▸ Work instructions
Word for word, restate the lines from the start of the data down to the line with "const ENV_RPC_URLS: &str", both included.

------

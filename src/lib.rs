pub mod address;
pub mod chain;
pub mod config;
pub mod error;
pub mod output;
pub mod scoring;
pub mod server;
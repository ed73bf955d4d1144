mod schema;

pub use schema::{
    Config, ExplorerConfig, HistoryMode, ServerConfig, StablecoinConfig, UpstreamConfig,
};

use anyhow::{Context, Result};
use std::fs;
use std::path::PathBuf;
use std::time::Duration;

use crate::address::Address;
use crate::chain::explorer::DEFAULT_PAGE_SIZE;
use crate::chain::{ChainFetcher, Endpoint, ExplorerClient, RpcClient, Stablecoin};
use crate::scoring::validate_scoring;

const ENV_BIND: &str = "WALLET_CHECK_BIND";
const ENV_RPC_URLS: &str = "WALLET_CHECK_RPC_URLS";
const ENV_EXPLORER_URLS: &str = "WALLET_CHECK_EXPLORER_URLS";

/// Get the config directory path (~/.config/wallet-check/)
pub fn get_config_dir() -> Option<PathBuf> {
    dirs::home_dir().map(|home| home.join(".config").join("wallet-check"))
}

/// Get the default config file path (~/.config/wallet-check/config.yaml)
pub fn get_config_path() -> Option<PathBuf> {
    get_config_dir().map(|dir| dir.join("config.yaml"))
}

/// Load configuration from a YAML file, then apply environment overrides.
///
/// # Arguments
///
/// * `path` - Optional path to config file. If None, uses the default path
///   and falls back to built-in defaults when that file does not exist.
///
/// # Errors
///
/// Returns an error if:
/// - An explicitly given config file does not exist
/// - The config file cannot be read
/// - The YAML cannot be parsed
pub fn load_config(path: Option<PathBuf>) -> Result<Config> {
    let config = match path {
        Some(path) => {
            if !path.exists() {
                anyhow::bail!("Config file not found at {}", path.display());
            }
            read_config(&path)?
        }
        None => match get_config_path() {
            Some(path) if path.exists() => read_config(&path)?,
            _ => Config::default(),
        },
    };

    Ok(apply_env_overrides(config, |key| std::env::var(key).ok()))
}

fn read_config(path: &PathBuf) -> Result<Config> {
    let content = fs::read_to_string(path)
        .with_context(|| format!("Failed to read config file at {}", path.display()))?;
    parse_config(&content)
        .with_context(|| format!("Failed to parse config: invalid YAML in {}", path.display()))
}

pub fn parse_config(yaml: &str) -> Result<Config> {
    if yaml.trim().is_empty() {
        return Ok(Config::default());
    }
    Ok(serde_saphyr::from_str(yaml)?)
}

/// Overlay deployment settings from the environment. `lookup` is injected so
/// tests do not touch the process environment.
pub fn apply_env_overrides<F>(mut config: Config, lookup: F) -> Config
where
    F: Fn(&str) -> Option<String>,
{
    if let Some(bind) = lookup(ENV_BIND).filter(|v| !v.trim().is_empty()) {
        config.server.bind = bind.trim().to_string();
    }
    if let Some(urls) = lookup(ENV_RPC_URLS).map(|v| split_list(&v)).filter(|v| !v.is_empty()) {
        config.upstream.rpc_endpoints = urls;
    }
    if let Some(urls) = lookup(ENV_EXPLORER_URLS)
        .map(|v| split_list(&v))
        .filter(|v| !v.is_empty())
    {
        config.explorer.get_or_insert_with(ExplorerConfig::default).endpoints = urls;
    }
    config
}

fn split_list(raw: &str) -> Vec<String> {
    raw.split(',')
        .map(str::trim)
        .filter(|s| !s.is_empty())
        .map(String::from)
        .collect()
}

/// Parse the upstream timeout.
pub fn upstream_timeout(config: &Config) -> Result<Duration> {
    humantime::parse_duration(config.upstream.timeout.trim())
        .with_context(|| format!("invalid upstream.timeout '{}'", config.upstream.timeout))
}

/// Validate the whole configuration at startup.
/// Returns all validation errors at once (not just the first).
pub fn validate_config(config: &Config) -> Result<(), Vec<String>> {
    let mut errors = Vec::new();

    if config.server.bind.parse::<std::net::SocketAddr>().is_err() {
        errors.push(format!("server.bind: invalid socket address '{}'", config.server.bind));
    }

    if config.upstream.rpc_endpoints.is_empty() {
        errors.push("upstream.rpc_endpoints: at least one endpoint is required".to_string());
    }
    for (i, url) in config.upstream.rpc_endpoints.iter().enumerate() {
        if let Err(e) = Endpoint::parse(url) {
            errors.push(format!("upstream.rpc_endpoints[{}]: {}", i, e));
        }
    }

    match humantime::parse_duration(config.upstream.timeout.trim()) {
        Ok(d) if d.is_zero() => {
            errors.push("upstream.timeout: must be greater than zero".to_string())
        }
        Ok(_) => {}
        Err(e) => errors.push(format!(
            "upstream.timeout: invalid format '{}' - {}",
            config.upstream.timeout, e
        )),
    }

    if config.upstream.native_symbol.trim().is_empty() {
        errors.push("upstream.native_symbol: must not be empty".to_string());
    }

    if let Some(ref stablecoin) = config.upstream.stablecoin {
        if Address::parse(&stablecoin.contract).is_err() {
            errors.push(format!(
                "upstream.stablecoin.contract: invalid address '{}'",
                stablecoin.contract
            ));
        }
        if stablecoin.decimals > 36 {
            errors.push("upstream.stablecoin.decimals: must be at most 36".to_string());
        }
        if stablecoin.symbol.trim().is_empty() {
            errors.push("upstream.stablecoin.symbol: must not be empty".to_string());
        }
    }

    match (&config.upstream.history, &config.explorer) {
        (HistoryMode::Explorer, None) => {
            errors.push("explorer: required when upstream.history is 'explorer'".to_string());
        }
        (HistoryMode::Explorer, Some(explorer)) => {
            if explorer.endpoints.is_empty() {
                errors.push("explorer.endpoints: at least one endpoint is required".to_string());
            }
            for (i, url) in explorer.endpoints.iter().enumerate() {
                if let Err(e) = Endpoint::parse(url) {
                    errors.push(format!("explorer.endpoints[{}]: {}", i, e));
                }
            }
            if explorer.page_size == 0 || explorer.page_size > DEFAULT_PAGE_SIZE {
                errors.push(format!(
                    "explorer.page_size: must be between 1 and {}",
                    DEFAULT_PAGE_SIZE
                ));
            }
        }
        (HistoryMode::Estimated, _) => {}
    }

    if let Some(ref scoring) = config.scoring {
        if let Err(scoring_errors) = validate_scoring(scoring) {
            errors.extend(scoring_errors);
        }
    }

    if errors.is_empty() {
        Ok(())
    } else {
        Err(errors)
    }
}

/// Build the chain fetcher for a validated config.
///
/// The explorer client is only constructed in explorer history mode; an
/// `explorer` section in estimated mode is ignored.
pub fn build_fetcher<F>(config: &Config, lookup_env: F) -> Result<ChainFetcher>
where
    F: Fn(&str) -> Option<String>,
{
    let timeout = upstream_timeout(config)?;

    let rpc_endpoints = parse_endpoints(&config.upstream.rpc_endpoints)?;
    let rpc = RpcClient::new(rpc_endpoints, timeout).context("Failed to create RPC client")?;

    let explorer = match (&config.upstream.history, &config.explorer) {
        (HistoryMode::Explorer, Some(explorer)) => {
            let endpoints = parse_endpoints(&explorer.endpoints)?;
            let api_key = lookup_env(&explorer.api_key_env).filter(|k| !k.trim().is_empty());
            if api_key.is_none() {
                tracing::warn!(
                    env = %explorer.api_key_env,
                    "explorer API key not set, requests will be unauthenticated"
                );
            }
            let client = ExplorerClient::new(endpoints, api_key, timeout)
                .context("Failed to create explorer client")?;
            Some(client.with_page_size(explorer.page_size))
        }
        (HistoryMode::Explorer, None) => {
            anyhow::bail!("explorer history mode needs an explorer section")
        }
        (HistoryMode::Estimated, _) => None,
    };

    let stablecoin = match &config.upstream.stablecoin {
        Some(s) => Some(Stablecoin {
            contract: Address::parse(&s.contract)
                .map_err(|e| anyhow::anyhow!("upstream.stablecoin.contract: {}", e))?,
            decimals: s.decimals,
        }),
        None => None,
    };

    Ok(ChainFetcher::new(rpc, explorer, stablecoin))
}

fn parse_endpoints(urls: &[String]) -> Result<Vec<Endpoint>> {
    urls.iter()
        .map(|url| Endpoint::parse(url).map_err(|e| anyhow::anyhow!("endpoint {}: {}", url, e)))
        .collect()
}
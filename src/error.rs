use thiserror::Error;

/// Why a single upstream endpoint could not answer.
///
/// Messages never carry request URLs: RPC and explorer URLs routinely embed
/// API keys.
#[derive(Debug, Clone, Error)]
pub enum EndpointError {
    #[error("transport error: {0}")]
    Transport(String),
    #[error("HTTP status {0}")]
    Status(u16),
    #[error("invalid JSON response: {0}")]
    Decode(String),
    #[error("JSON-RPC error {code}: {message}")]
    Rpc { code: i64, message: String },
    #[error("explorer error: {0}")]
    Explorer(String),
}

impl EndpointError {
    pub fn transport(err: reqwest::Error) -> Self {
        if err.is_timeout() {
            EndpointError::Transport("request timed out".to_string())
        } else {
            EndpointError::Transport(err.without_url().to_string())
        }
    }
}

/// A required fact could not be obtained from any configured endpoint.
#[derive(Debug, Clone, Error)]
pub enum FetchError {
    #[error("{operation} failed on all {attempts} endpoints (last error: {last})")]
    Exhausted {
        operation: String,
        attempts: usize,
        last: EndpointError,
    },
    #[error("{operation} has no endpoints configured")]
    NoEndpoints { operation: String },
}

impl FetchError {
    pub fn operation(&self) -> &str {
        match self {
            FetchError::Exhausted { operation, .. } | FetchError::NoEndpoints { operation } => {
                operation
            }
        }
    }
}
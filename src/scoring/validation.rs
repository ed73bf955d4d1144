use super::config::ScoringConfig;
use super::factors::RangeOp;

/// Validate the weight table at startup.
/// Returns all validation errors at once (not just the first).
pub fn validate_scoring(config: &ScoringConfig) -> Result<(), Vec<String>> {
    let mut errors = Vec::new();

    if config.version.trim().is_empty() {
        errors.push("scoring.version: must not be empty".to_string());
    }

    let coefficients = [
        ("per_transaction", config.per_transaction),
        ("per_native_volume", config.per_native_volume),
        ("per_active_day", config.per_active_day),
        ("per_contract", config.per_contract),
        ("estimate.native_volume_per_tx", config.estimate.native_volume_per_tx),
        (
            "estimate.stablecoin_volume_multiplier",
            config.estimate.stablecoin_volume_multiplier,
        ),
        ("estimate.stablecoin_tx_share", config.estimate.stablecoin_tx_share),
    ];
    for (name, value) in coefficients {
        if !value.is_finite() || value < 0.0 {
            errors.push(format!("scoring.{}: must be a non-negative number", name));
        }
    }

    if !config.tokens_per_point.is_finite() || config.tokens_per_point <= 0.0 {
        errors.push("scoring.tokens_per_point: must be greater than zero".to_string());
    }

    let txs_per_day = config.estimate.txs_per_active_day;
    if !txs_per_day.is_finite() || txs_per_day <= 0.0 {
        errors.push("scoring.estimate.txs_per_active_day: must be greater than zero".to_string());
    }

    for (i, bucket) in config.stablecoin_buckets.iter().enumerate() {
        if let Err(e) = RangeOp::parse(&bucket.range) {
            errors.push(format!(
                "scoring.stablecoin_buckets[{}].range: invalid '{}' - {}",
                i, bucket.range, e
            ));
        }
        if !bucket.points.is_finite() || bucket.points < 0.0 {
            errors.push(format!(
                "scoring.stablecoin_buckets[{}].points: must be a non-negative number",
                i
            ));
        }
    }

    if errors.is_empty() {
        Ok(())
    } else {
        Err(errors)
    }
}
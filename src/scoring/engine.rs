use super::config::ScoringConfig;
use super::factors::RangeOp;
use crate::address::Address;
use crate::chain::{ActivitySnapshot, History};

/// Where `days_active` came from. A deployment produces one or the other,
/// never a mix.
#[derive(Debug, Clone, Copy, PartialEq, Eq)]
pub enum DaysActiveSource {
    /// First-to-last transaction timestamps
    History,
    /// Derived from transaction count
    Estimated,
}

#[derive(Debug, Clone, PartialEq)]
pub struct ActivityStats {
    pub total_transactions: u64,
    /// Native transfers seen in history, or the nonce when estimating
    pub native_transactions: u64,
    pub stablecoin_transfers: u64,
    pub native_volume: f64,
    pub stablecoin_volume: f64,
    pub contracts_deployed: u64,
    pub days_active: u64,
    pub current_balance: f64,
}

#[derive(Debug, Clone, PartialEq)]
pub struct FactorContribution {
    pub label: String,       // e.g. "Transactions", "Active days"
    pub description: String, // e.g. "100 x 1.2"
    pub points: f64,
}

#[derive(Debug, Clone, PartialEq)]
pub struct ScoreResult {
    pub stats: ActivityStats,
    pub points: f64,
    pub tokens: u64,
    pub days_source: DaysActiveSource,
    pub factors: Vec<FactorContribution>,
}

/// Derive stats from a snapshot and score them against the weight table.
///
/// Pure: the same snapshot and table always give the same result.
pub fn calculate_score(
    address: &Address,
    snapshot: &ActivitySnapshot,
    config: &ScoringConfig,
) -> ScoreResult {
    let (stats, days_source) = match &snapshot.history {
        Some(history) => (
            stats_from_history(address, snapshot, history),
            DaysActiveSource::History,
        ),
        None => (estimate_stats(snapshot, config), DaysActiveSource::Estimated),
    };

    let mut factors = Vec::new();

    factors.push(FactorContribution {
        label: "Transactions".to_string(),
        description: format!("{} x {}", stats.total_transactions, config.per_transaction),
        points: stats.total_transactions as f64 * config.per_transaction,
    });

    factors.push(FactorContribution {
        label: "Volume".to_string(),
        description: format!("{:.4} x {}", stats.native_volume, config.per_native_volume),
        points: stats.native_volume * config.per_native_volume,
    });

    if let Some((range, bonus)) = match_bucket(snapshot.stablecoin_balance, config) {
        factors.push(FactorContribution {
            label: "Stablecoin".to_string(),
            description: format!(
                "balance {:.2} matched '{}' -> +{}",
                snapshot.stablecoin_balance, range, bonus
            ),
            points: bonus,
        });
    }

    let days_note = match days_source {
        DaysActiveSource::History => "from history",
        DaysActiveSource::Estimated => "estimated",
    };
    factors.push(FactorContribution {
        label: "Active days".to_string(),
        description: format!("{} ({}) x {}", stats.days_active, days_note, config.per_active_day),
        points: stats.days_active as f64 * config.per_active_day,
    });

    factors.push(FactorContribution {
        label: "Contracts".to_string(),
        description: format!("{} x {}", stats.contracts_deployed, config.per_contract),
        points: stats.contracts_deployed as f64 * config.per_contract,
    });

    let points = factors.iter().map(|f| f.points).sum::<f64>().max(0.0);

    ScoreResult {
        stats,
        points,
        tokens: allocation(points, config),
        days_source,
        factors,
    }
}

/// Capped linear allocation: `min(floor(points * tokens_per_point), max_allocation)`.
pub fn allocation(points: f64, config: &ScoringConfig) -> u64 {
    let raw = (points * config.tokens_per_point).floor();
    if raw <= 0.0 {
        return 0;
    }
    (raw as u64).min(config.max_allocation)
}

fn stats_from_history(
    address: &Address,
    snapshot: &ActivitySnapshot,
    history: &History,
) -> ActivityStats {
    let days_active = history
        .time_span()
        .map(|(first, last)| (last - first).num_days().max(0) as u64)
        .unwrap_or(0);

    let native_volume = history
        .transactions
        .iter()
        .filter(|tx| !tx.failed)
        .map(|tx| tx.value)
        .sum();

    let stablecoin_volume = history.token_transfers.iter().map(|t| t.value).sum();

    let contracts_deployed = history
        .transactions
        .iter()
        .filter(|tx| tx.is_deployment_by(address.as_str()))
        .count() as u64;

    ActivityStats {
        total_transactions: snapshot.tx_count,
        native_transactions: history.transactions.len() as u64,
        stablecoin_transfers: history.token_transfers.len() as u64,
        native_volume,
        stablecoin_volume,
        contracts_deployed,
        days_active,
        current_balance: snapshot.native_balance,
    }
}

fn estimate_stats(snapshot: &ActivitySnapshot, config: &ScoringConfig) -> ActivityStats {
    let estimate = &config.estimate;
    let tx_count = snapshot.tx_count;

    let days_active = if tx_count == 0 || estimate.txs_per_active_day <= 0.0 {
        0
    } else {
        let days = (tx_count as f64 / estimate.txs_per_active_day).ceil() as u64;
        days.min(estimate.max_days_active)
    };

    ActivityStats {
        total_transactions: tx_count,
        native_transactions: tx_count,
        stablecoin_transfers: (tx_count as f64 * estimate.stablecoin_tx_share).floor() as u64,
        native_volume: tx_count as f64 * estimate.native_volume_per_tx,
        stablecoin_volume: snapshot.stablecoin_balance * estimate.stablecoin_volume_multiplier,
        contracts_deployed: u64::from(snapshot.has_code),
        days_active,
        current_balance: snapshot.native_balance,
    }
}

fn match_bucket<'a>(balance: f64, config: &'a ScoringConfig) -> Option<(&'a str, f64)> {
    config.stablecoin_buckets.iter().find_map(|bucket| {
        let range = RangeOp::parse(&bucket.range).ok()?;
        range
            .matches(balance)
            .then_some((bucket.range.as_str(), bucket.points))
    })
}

------

▸ Exercise response
filename src/lib.rs
pub mod address;
pub mod chain;
pub mod config;
pub mod error;
pub mod output;
pub mod scoring;
pub mod server;
repository ed73bf955d4d1144
mod schema;

pub use schema::{
    Config, ExplorerConfig, HistoryMode, ServerConfig, StablecoinConfig, UpstreamConfig,
};

use anyhow::{Context, Result};
use std::fs;
use std::path::PathBuf;
use std::time::Duration;

use crate::address::Address;
use crate::chain::explorer::DEFAULT_PAGE_SIZE;
use crate::chain::{ChainFetcher, Endpoint, ExplorerClient, RpcClient, Stablecoin};
use crate::scoring::validate_scoring;

const ENV_BIND: &str = "WALLET_CHECK_BIND";
const ENV_RPC_URLS: &str = "WALLET_CHECK_RPC_URLS";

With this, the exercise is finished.